Traders following a rare technical signal didn't need convincing. They posted complicated-looking charts touting the undefeated record of a measure called the Zweig Breadth Thrust Indicator . Named for market timer and newsletter writer Martin Zweig , whose greatest claim to fame was predicting the 1987 stock market crash, it sounds odd and a bit lewd.
In a nutshell, the Zweig indicator flashes on those rare occasions when the ratio of advancing to declining stocks on the New York Stock Exchange rapidly flips from low to high. Such a stark sentiment shift is considered a "bear killer" writes Doug Ramsey, chief investment officer at Leuthold Group. Since 1950 stocks have never advanced to a cyclical bear market after one was spotted.
Like many technical signals, it tells you in part what's already happening-it was triggered in the middle of a nine-day winning streak for the S&P 500. To remain undefeated, though, stocks will have to be higher in both six and 12 months. Going back to 1950, the S&P 500's average gain has been 16.2% and 23%, respectively, over those periods when the indicator was triggered, writes Ramsey.
That's noteworthy: The odds are about one-third of a percent for stocks rising in 16 random six-month periods. But is it a valid reason to buy stocks today?
Other technical indicators like the ominous-sounding Hindenburg Omen have sparked scary headlines in recent years and fallen flat. Fisher Investments points out that a bearish "Death Cross" was sparked at the perfect time to buy in the Covid bear market and a bullish "Golden Cross" buying signal four months into that huge rally.
Fred Schwed Jr., who eviscerated Wall Street brokers in his book " Where Are the Customers' Yachts , " cautioned against following a chartist's advice.
...all he sees for certain is a history of past performances clearly and conveniently depicted. That one can, by examining the line drawn already, make a useful guess on the line not yet drawn, must be predicated on the hypothesis that "history repeats itself." History does in a vague way repeat itself, but it does it slowly and ponderously, and with an infinite number of surprising variations
It's those variations that should make one think twice about buying solely because the Zweig indicator has worked. The three largest 12-month gains came at the very end of major bear markets in 1975, 1982 and 2009. Three other instances were repeats, coming within 12 months of the previous signal. One came at a particularly fraught moment during the start of the Korean War and another after the Cuban Missile Crisis.
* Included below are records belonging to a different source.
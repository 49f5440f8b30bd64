use kandil_types::{CATALOGED_WINDOWS, ChartKind, OhlcvBar, range_labels};

#[test]
fn every_cataloged_window_has_its_own_labels() {
    let expected = [
        (7, "1W", "1 Week"),
        (30, "1M", "1 Month"),
        (90, "3M", "3 Months"),
        (180, "6M", "6 Months"),
        (365, "1Y", "1 Year"),
        (730, "2Y", "2 Years"),
        (1095, "3Y", "3 Years"),
        (1825, "5Y", "5 Years"),
    ];
    assert_eq!(CATALOGED_WINDOWS.len(), expected.len());
    for (days, short, long) in expected {
        assert!(CATALOGED_WINDOWS.contains(&days));
        let labels = range_labels(days);
        assert_eq!(labels.short, short);
        assert_eq!(labels.long, long);
    }
}

#[test]
fn uncataloged_windows_fall_back_to_the_month_entry() {
    for days in [0, 1, 14, 29, 31, 364, 10_000] {
        let labels = range_labels(days);
        assert_eq!(labels.short, "1M");
        assert_eq!(labels.long, "1 Month");
    }
}

#[test]
fn chart_kind_labels_match_the_display_contract() {
    assert_eq!(ChartKind::Line.label(), "Line Chart");
    assert_eq!(ChartKind::Area.label(), "Area Chart");
    assert_eq!(ChartKind::Bar.label(), "Bar Chart");
    assert_eq!(ChartKind::Candlestick.label(), "Candlestick Chart");
}

#[test]
fn chart_kind_parses_leniently_and_defaults_to_line() {
    assert_eq!(ChartKind::from_name("line"), ChartKind::Line);
    assert_eq!(ChartKind::from_name("area"), ChartKind::Area);
    assert_eq!(ChartKind::from_name("bar"), ChartKind::Bar);
    assert_eq!(ChartKind::from_name("candlestick"), ChartKind::Candlestick);
    assert_eq!(ChartKind::from_name("heikin-ashi"), ChartKind::Line);
    assert_eq!(ChartKind::default(), ChartKind::Line);
}

#[test]
fn chart_kind_uses_lowercase_wire_names() {
    assert_eq!(serde_json::to_string(&ChartKind::Candlestick).unwrap(), "\"candlestick\"");
    let kind: ChartKind = serde_json::from_str("\"area\"").unwrap();
    assert_eq!(kind, ChartKind::Area);
}

#[test]
fn bars_round_trip_through_json() {
    let json = r#"{
        "date": "2024-03-01",
        "open": "100.25",
        "high": "101.5",
        "low": "99.75",
        "close": "101.0",
        "volume": 1500000
    }"#;
    let bar: OhlcvBar = serde_json::from_str(json).unwrap();
    assert_eq!(bar.volume, 1_500_000);
    let back = serde_json::to_string(&bar).unwrap();
    let again: OhlcvBar = serde_json::from_str(&back).unwrap();
    assert_eq!(bar, again);
}
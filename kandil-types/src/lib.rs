//! Kandil-specific data transfer objects shared by the analytics core and its callers.
#![warn(missing_docs)]

mod bar;
mod chart;
mod company;
mod range;

pub use bar::OhlcvBar;
pub use chart::ChartKind;
pub use company::Company;
pub use range::{CATALOGED_WINDOWS, RangeLabels, range_labels};
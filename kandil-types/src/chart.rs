//! Chart vocabulary shared by the projector and the presentation shell.

use serde::{Deserialize, Serialize};

/// The supported chart renderings for the price panel.
///
/// `Candlestick` is a deliberate approximation: three overlaid line series
/// (high, low, close) rather than true candle bodies and wicks. Callers
/// depending on the output contract must not "fix" this into real candles.
#[derive(Debug, Clone, Copy, PartialEq, Eq, Default, Serialize, Deserialize)]
#[serde(rename_all = "lowercase")]
pub enum ChartKind {
    /// Single close-price line, not filled.
    #[default]
    Line,
    /// Single close-price line, filled under the curve.
    Area,
    /// Close price as discrete bars.
    Bar,
    /// High/low/close as three overlaid lines.
    Candlestick,
}

impl ChartKind {
    /// Human-readable label used in chart titles.
    #[must_use]
    pub const fn label(self) -> &'static str {
        match self {
            Self::Line => "Line Chart",
            Self::Area => "Area Chart",
            Self::Bar => "Bar Chart",
            Self::Candlestick => "Candlestick Chart",
        }
    }

    /// Parse a kind from its lowercase wire name.
    ///
    /// Unknown names fall back to [`ChartKind::Line`]; the parse is total
    /// because the shell forwards user input verbatim.
    #[must_use]
    pub fn from_name(name: &str) -> Self {
        match name {
            "area" => Self::Area,
            "bar" => Self::Bar,
            "candlestick" => Self::Candlestick,
            _ => Self::Line,
        }
    }
}

impl From<&str> for ChartKind {
    fn from(name: &str) -> Self {
        Self::from_name(name)
    }
}
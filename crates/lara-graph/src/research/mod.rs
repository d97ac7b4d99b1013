//! Research workflow module
//!
//! The legal research pipeline on top of the generic graph:
//!
//! - `state` - `ResearchState` / `ResearchUpdate`, citations, chat turns
//! - `persona` - the two analysis personas
//! - `workflow` - persona step bindings and the graph builder

pub mod persona;
pub mod state;
pub mod workflow;

pub use persona::Persona;
pub use state::{
    ChatMessage, ChatRole, Citation, CitationOrigin, ResearchState, ResearchUpdate, StepRecord,
};
pub use workflow::{decisions, nodes, PersonaSteps, ResearchWorkflowBuilder};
The trade war was scary in its own way, with investors selling stocks broadly and then diving back in. Deep pessimism is hard to sustain and technical analysis is good at identifying psychological turning points...in hindsight.
With stocks actually higher than they were on Liberation Day, up 17% from their April low, and many tariffs still in place, it might not be very good at predicting the next six or 12 months. That line hasn't been drawn yet.
Stocks I'm Watching
Coinbase : Shares rallied 10% premarket after S&P Dow Jones Indices said the crypto exchange will join the S&P 500 on May 19.
Boeing : The aviation company's shares edged higher premarket after Bloomberg reported China scrapped a ban on airlines taking delivery of Boeing planes.
Hertz : The rental-car company posted a steeper-than-expected quarterly loss and warned of cooling demand from businesses and international travelers. Shares fell about 7% before the bell.
Bayer : The German company's latest quarterly results topped Wall Street's expectation , driven by cost-cutting and demand for kidney and cancer drugs. Shares climbed 10% in Frankfurt.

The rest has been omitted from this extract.